I went to a private school. Although I didn’t care for school life, I guess I got a pretty good education. I received a partial scholarship to my school, but even so the school fees were a struggle for my parents, and to this day I appreciate their sacrifice. My sister went to a local public high school instead, and so within our family and neighbourhood we could make a good comparison, and I think they compare well: my sister’s education was far from lacking, and we both ended up at the same university.
95% of rapists and murderes are public-school-educated. No offence, but it’s true.
More and more Australian parents are following the same road. Like parents everywhere they want the best for their kids, and education more than ever is seen as the crucial first step in a successful career. I don’t blame parents one iota for choosing the best school they can find and afford.
Like many others, I worry about the implications of this trend for the country.
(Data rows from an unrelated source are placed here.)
//! Shared test utilities for integration tests
//!
//! Certificates are minted locally with rcgen so the lifecycle can be driven
//! without a CA.

#![allow(dead_code)]

use std::sync::atomic::{AtomicUsize, Ordering};
use std::sync::Arc;

use async_trait::async_trait;
use parking_lot::Mutex;
use rcgen::{BasicConstraints, CertificateParams, IsCa, KeyPair};
use tempfile::TempDir;
use time::{Duration, OffsetDateTime};

use certsmith_acme::acme::{
    AcmeError, BundleStore, CertificateIssuer, CertificateLifecycleManager, IssuedCertificate,
};
use certsmith_acme::reload::{ReloadError, ReloadTarget};

/// Domain every test certificate is issued for
pub const TEST_DOMAIN: &str = "example.com";

/// A self-signed certificate and its key, both PEM
pub struct MintedCertificate {
    pub certificate: String,
    pub private_key: String,
}

/// Mint a certificate expiring `days` days (plus one hour) from now
///
/// The extra hour keeps the whole-day count at exactly `days`.
pub fn mint_certificate(days: i64, is_ca: bool) -> MintedCertificate {
    let key = KeyPair::generate().unwrap();
    let mut params = CertificateParams::new(vec![TEST_DOMAIN.to_string()]).unwrap();

    let now = OffsetDateTime::now_utc();
    params.not_after = now + Duration::days(days) + Duration::hours(1);
    params.not_before = params.not_after.min(now) - Duration::days(90);
    if is_ca {
        params.is_ca = IsCa::Ca(BasicConstraints::Unconstrained);
    }

    let cert = params.self_signed(&key).unwrap();
    MintedCertificate {
        certificate: cert.pem(),
        private_key: key.serialize_pem(),
    }
}

/// An issued bundle: leaf expiring in `days` days followed by a CA certificate
pub fn issued_bundle(days: i64, leaf_is_ca: bool) -> IssuedCertificate {
    let leaf = mint_certificate(days, leaf_is_ca);
    let issuer = mint_certificate(days + 365, true);
    let chain = format!("{}{}", leaf.certificate, issuer.certificate);
    IssuedCertificate::from_chain(&chain, leaf.private_key).unwrap()
}

/// Issuer returning locally minted certificates
#[derive(Debug)]
pub struct FakeIssuer {
    pub register_calls: AtomicUsize,
    pub obtain_calls: AtomicUsize,
    /// Validity of issued certificates, in days
    pub issue_days: i64,
    pub fail_register: bool,
    /// Fail this many obtain calls before succeeding
    pub failing_obtains: Mutex<usize>,
    pub requested_domains: Mutex<Vec<Vec<String>>>,
}

impl Default for FakeIssuer {
    fn default() -> Self {
        Self {
            register_calls: AtomicUsize::new(0),
            obtain_calls: AtomicUsize::new(0),
            issue_days: 90,
            fail_register: false,
            failing_obtains: Mutex::new(0),
            requested_domains: Mutex::new(Vec::new()),
        }
    }
}

impl FakeIssuer {
    pub fn failing_obtains(count: usize) -> Self {
        Self {
            failing_obtains: Mutex::new(count),
            ..Self::default()
        }
    }

    pub fn failing_registration() -> Self {
        Self {
            fail_register: true,
            ..Self::default()
        }
    }

    pub fn registrations(&self) -> usize {
        self.register_calls.load(Ordering::SeqCst)
    }

    pub fn obtains(&self) -> usize {
        self.obtain_calls.load(Ordering::SeqCst)
    }
}

#[async_trait]
impl CertificateIssuer for FakeIssuer {
    async fn register(&self) -> Result<(), AcmeError> {
        self.register_calls.fetch_add(1, Ordering::SeqCst);
        if self.fail_register {
            return Err(AcmeError::AccountCreation("account rejected".to_string()));
        }
        Ok(())
    }

    async fn obtain(&self, domains: &[String]) -> Result<IssuedCertificate, AcmeError> {
        self.obtain_calls.fetch_add(1, Ordering::SeqCst);
        self.requested_domains.lock().push(domains.to_vec());

        {
            let mut failing = self.failing_obtains.lock();
            if *failing > 0 {
                *failing -= 1;
                return Err(AcmeError::Timeout("order not ready".to_string()));
            }
        }

        Ok(issued_bundle(self.issue_days, false))
    }
}

/// Reload target counting notifications
#[derive(Debug, Default)]
pub struct RecordingReloadTarget {
    pub reloads: AtomicUsize,
}

impl RecordingReloadTarget {
    pub fn count(&self) -> usize {
        self.reloads.load(Ordering::SeqCst)
    }
}

#[async_trait]
impl ReloadTarget for RecordingReloadTarget {
    fn describe(&self) -> String {
        "recording".to_string()
    }

    async fn reload(&self) -> Result<(), ReloadError> {
        self.reloads.fetch_add(1, Ordering::SeqCst);
        Ok(())
    }
}

/// A manager over a fresh temporary directory
pub struct TestBed {
    pub dir: TempDir,
    pub issuer: Arc<FakeIssuer>,
    pub manager: Arc<CertificateLifecycleManager>,
}

impl TestBed {
    pub fn new(issuer: FakeIssuer) -> Self {
        let dir = TempDir::new().unwrap();
        let issuer = Arc::new(issuer);
        let store = BundleStore::new(dir.path(), TEST_DOMAIN);
        let manager = Arc::new(CertificateLifecycleManager::new(
            issuer.clone(),
            store,
            vec![TEST_DOMAIN.to_string(), format!("*.{}", TEST_DOMAIN)],
        ));
        Self {
            dir,
            issuer,
            manager,
        }
    }

    pub fn store(&self) -> &BundleStore {
        self.manager.store()
    }

    /// Put a bundle on disk as if issued earlier
    pub fn install(&self, bundle: &IssuedCertificate) {
        self.store().save(bundle).unwrap();
    }

    /// Contents of the three bundle files, in cert/key/issuer order
    pub fn files(&self) -> [Option<String>; 3] {
        let store = self.store();
        [
            std::fs::read_to_string(store.certificate_path()).ok(),
            std::fs::read_to_string(store.private_key_path()).ok(),
            std::fs::read_to_string(store.issuer_path()).ok(),
        ]
    }
}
I’m naturally suspicious of any shift in control of such an area of crucial national interest into private control, and what could be more important to the national interest than our schools? I think Australia’s excellent school system has been the main reason we have, for so long, been able to regard ourselves as such an egalitarian and classless society. This comment from the American experience sums it up best for me:
“Our public demonstration of elementary and secondary schools has many problems, but if we turned all education over to the private marketplace, many Americans could not even afford elementary school. Even if we used public vouchers, we would lose one of the fundamental benefits of public education – the chance for children to rub elbows with others from all walks of life. (Those who could afford to would add their own funds to the voucher and buy a “better” education for their children, leading to extreme segregation by income group). This shared experience may not be efficient, in market terms, but it is effective in making democracy work.”
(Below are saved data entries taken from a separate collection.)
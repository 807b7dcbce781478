//! Certificate lifecycle over ACME
//!
//! # Architecture
//!
//! - [`CertificateLifecycleManager`] decides whether a new certificate is needed
//! - [`CertificateIssuer`] obtains one; [`AcmeIssuer`] does it with DNS-01
//! - [`BundleStore`] keeps the PEM files on disk
//! - [`RenewalScheduler`] repeats the check and notifies the service
//!
//! # Storage layout
//!
//! ```text
//! {OUTPUT_DIRECTORY}/
//! ├── {name}.crt
//! ├── {name}.key
//! └── {name}.issuer.crt
//! ```

mod client;
pub mod dns;
mod error;
mod issuer;
mod lifecycle;
mod scheduler;
mod storage;

pub use client::AcmeIssuer;
pub use error::{AcmeError, CertificateError, StorageError};
pub use issuer::{CertificateIssuer, IssuedCertificate};
pub use lifecycle::{CertificateLifecycleManager, CertificateState};
pub use scheduler::{RenewalScheduler, DEFAULT_CHECK_INTERVAL, MIN_CHECK_INTERVAL};
pub use storage::{BundleStore, LeafCertificate};
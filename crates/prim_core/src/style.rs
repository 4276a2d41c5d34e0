//! Style props as handed to components, and their flattening
//!
//! A [`StyleProp`] mirrors what a component receives in its `style` slot:
//! nothing, a fragment, an inline declaration list, or a (possibly nested)
//! list of any of those. [`StyleProp::resolve`] flattens it the way the host
//! renderer merges style arrays: left to right, later entries overriding
//! earlier ones, inert fragments and empty slots skipped.

use indexmap::IndexMap;
use serde::ser::SerializeMap;
use serde::{Serialize, Serializer};
use smallvec::SmallVec;

use crate::attribute::StyleAttribute;
use crate::fragment::{Declaration, StyleFragment};
use crate::value::StyleValue;

/// Value of a component's `style` slot
#[derive(Clone, Debug, Default, PartialEq)]
pub enum StyleProp {
    /// No style
    #[default]
    None,
    /// A theme fragment (possibly inert)
    Fragment(StyleFragment),
    /// Caller-written inline declarations
    Inline(SmallVec<[Declaration; 2]>),
    /// Ordered list; later entries win
    List(Vec<StyleProp>),
}

impl StyleProp {
    /// Inline style from declarations
    pub fn inline(declarations: impl IntoIterator<Item = Declaration>) -> Self {
        StyleProp::Inline(declarations.into_iter().collect())
    }

    /// Ordered list of style entries
    pub fn list(entries: impl IntoIterator<Item = StyleProp>) -> Self {
        StyleProp::List(entries.into_iter().collect())
    }

    pub fn is_none(&self) -> bool {
        matches!(self, StyleProp::None)
    }

    /// Entries of a list, or the prop itself as a single entry
    pub fn entries(&self) -> &[StyleProp] {
        match self {
            StyleProp::List(entries) => entries,
            other => std::slice::from_ref(other),
        }
    }

    /// Flatten into the final attribute map
    pub fn resolve(&self) -> ResolvedStyle {
        let mut resolved = ResolvedStyle::default();
        self.resolve_into(&mut resolved);
        resolved
    }

    fn resolve_into(&self, out: &mut ResolvedStyle) {
        match self {
            StyleProp::None | StyleProp::Fragment(StyleFragment::Inert) => {}
            StyleProp::Fragment(fragment) => out.apply(fragment.declarations()),
            StyleProp::Inline(declarations) => out.apply(declarations),
            StyleProp::List(entries) => {
                for entry in entries {
                    entry.resolve_into(out);
                }
            }
        }
    }
}

impl From<StyleFragment> for StyleProp {
    fn from(fragment: StyleFragment) -> Self {
        StyleProp::Fragment(fragment)
    }
}

impl From<&StyleFragment> for StyleProp {
    fn from(fragment: &StyleFragment) -> Self {
        StyleProp::Fragment(fragment.clone())
    }
}

impl From<Vec<StyleProp>> for StyleProp {
    fn from(entries: Vec<StyleProp>) -> Self {
        StyleProp::List(entries)
    }
}

impl<const N: usize> From<[&StyleFragment; N]> for StyleProp {
    fn from(fragments: [&StyleFragment; N]) -> Self {
        StyleProp::list(fragments.into_iter().map(StyleProp::from))
    }
}

impl Serialize for StyleProp {
    fn serialize<S: Serializer>(&self, serializer: S) -> Result<S::Ok, S::Error> {
        match self {
            StyleProp::None => serializer.serialize_none(),
            StyleProp::Fragment(fragment) => fragment.serialize(serializer),
            StyleProp::Inline(declarations) => {
                let mut map = serializer.serialize_map(Some(declarations.len()))?;
                for declaration in declarations {
                    map.serialize_entry(declaration.attribute.name(), &declaration.value)?;
                }
                map.end()
            }
            StyleProp::List(entries) => entries.serialize(serializer),
        }
    }
}

/// Flattened style: one value per attribute
#[derive(Clone, Debug, Default, PartialEq, Serialize)]
#[serde(transparent)]
pub struct ResolvedStyle {
    values: IndexMap<StyleAttribute, StyleValue>,
}

impl ResolvedStyle {
    fn apply(&mut self, declarations: &[Declaration]) {
        for declaration in declarations {
            self.values
                .insert(declaration.attribute, declaration.value.clone());
        }
    }

    pub fn get(&self, attribute: StyleAttribute) -> Option<&StyleValue> {
        self.values.get(&attribute)
    }

    pub fn len(&self) -> usize {
        self.values.len()
    }

    pub fn is_empty(&self) -> bool {
        self.values.is_empty()
    }

    pub fn iter(&self) -> impl Iterator<Item = (&StyleAttribute, &StyleValue)> {
        self.values.iter()
    }
}

#[cfg(test)]
mod tests {
    use super::*;
    use crate::color::Color;
    use crate::fragment::decl;

    #[test]
    fn test_later_entries_win() {
        let selected = StyleFragment::single(StyleAttribute::BackgroundColor, Color::WHITE);
        let caller = StyleProp::inline([decl(
            StyleAttribute::BackgroundColor,
            StyleValue::keyword("coral"),
        )]);
        let style = StyleProp::list([StyleProp::from(selected), caller]);

        assert_eq!(
            style.resolve().get(StyleAttribute::BackgroundColor),
            Some(&StyleValue::keyword("coral"))
        );
    }

    #[test]
    fn test_inert_entries_are_skipped() {
        let width = StyleFragment::single(StyleAttribute::Width, 22.0);
        let style = StyleProp::list([
            StyleProp::from(width),
            StyleProp::Fragment(StyleFragment::Inert),
            StyleProp::None,
        ]);

        let resolved = style.resolve();
        assert_eq!(resolved.len(), 1);
        assert_eq!(
            resolved.get(StyleAttribute::Width),
            Some(&StyleValue::Number(22.0))
        );
    }

    #[test]
    fn test_nested_lists_flatten_in_order() {
        let inner = StyleProp::list([
            StyleProp::from(StyleFragment::single(StyleAttribute::Height, 1.0)),
            StyleProp::from(StyleFragment::single(StyleAttribute::Height, 2.0)),
        ]);
        let outer = StyleProp::list([
            inner,
            StyleProp::inline([decl(StyleAttribute::Width, 3.0)]),
        ]);

        let resolved = outer.resolve();
        assert_eq!(
            resolved.get(StyleAttribute::Height),
            Some(&StyleValue::Number(2.0))
        );
        assert_eq!(
            resolved.get(StyleAttribute::Width),
            Some(&StyleValue::Number(3.0))
        );
    }
}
Osborne and Gaebler, (1993). Reinventing Government, Ch1, p. 46.
If private schools continue their expansion, then our children, from an early age, will be segregated into two distinct socio-economic groups. In many cases, the gap will not be vast, but it will be there. And it will grow. I have a picture in my mind of the sort of ethnically diverse group of kids you might see in a government advertisement, but worry whether such a picture could be taken at many private schools.
In the U.S. I saw some really disturbing trends. Public education has had a long and proud history in the United States, but there is an unfortunate bias built into the system. Schools are administered by local school boards, and a great proportion of the funding usually comes from property taxes. More expensive houses, higher tax revenue, better schools. For this reason, there is often an enormous difference in the quality of schools between wealthy suburbs and poorer, urban areas. (Another effect: In California, a ballot initiative to cap property taxes send their schools plummeting to some of the lowest-ranked in the nation.)
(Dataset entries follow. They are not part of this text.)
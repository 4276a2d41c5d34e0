//! Host primitives: `View` and `Text`

use prim_core::StyleProp;

use crate::statics::Statics;
use crate::widget::{Component, Node, Ref, RenderTree, Styled, WidgetId};

/// Props of [`View`]
#[derive(Clone, Debug, Default, PartialEq)]
pub struct ViewProps {
    pub style: StyleProp,
    /// Identifier for locating the node in tests and tooling
    pub test_id: Option<String>,
}

impl ViewProps {
    pub fn new() -> Self {
        Self::default()
    }

    pub fn test_id(mut self, id: impl Into<String>) -> Self {
        self.test_id = Some(id.into());
        self
    }
}

impl Styled for ViewProps {
    fn style(&self) -> &StyleProp {
        &self.style
    }

    fn style_mut(&mut self) -> &mut StyleProp {
        &mut self.style
    }
}

/// Instance a [`View`] ref resolves to
#[derive(Clone, Debug, PartialEq)]
pub struct ViewHandle {
    pub id: WidgetId,
    pub test_id: Option<String>,
}

/// Layout container
#[derive(Debug, Default)]
pub struct View {
    statics: Statics,
}

impl View {
    pub fn new() -> Self {
        Self::default()
    }
}

impl Component for View {
    type Props = ViewProps;
    type Instance = ViewHandle;

    fn display_name(&self) -> String {
        "View".to_string()
    }

    fn statics(&self) -> &Statics {
        &self.statics
    }

    fn render(
        &self,
        props: ViewProps,
        instance_ref: Option<&Ref<ViewHandle>>,
        tree: &mut RenderTree,
    ) -> WidgetId {
        let id = tree.insert(Node::new(self.display_name(), &props.style));
        if let Some(instance_ref) = instance_ref {
            instance_ref.set(ViewHandle {
                id,
                test_id: props.test_id,
            });
        }
        id
    }
}

/// Props of [`Text`]
#[derive(Clone, Debug, Default, PartialEq)]
pub struct TextProps {
    pub style: StyleProp,
    pub content: String,
}

impl TextProps {
    pub fn new(content: impl Into<String>) -> Self {
        Self {
            content: content.into(),
            ..Default::default()
        }
    }
}

impl Styled for TextProps {
    fn style(&self) -> &StyleProp {
        &self.style
    }

    fn style_mut(&mut self) -> &mut StyleProp {
        &mut self.style
    }
}

/// Instance a [`Text`] ref resolves to
#[derive(Clone, Debug, PartialEq)]
pub struct TextHandle {
    pub id: WidgetId,
    pub content: String,
}

/// Text run
#[derive(Debug, Default)]
pub struct Text {
    statics: Statics,
}

impl Text {
    pub fn new() -> Self {
        Self::default()
    }
}

impl Component for Text {
    type Props = TextProps;
    type Instance = TextHandle;

    fn display_name(&self) -> String {
        "Text".to_string()
    }

    fn statics(&self) -> &Statics {
        &self.statics
    }

    fn render(
        &self,
        props: TextProps,
        instance_ref: Option<&Ref<TextHandle>>,
        tree: &mut RenderTree,
    ) -> WidgetId {
        let node = Node::new(self.display_name(), &props.style).with_text(props.content.clone());
        let id = tree.insert(node);
        if let Some(instance_ref) = instance_ref {
            instance_ref.set(TextHandle {
                id,
                content: props.content,
            });
        }
        id
    }
}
The U.S. is also seeing an explosion in religious (“parochial”) schools. This is even more worrisome as a prospect; kids in such schools (if they are not, indeed, home-schooled) spend their formative years surrounded by only ideas and materials that have been carefully filtered to reinforce a particular and narrow religious ideology. It cannot be healthy for a mind to be shielded from competing ideas. In later life, fanaticism and intolerance can only be fostered by kids who have received such a limited education. I know – I’ve met them. They certainly have the courage of their convictions, out of a sheer inability to conceive that a sane person might be able to think differently.
What would I do with my own kids? It’s a tough call. I don’t have kids yet, and I recognize I might feel differently when I do; but right now I feel that there is real value in growing up with other Australian kids in an equal environment. If the school isn’t good enough, then that’s a reason to fight for better schools for all Australians, not to take my kids out of the system.
That’s why I feel that Labor’s response to Howard’s school fees rebate should have been, “A rebate on school fees? We’ll do better than that – we’ll pay for your child’s entire education from prep to year 12 – and we’ll do it at a school in your neighbourhood!” Just enroll your child in the nearest public school near you.